Lauren M. Hynicka scite author profile

Structure-based drug design was utilized to develop novel, 1-hydroxy-2-naphthoate-based small-molecule inhibitors of Mcl-1. Ligand design was driven by exploiting a salt bridge with R263 and interactions with the p2 and p3 pockets of the protein. Significantly, target molecules were accessed in just two synthetic steps, suggesting further optimization will require minimal synthetic effort. Molecular modeling using the Site-Identification by Ligand Competitive Saturation (SILCS) approach was used to qualitatively direct ligand design as well as develop quantitative models for inhibitor binding affinity to Mcl-1 and the Bcl-2 relative Bcl-xL as well as for the specificity of binding to the two proteins. Results indicated hydrophobic interactions with the p2 pockets dominate the affinity of the most favourable binding ligand (3bl: Ki = 31 nM).

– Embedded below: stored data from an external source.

//! Errors for the NL-query router.

#[derive(Debug, thiserror::Error)]
pub enum RouterError {
    #[error("unknown tool: {tool_name}")]
    UnknownTool { tool_name: String },

    #[error("invalid parameters for {tool_name}: {message}")]
    InvalidParams { tool_name: String, message: String },

    #[error("dispatch failed: {message}")]
    DispatchFailed { message: String },
}

#[cfg(test)]
mod tests {
    use super::*;

    #[test]
    fn test_error_display_unknown_tool() {
        let err = RouterError::UnknownTool {
            tool_name: "launch_missiles".into(),
        };
        assert_eq!(err.to_string(), "unknown tool: launch_missiles");
    }
}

Compounds were up to 20-fold selective for Mcl-1 over Bcl-xL. Selectivity of the inhibitors was driven by interactions with the deeper p2 pocket in Mcl-1 versus Bcl-xL. The SILCS-based SAR of the present compounds represents the foundation for the development of Mcl-1 specific inhibitors with the potential to treat a wide range of solid tumours and hematological cancers, including acute myeloid leukaemia.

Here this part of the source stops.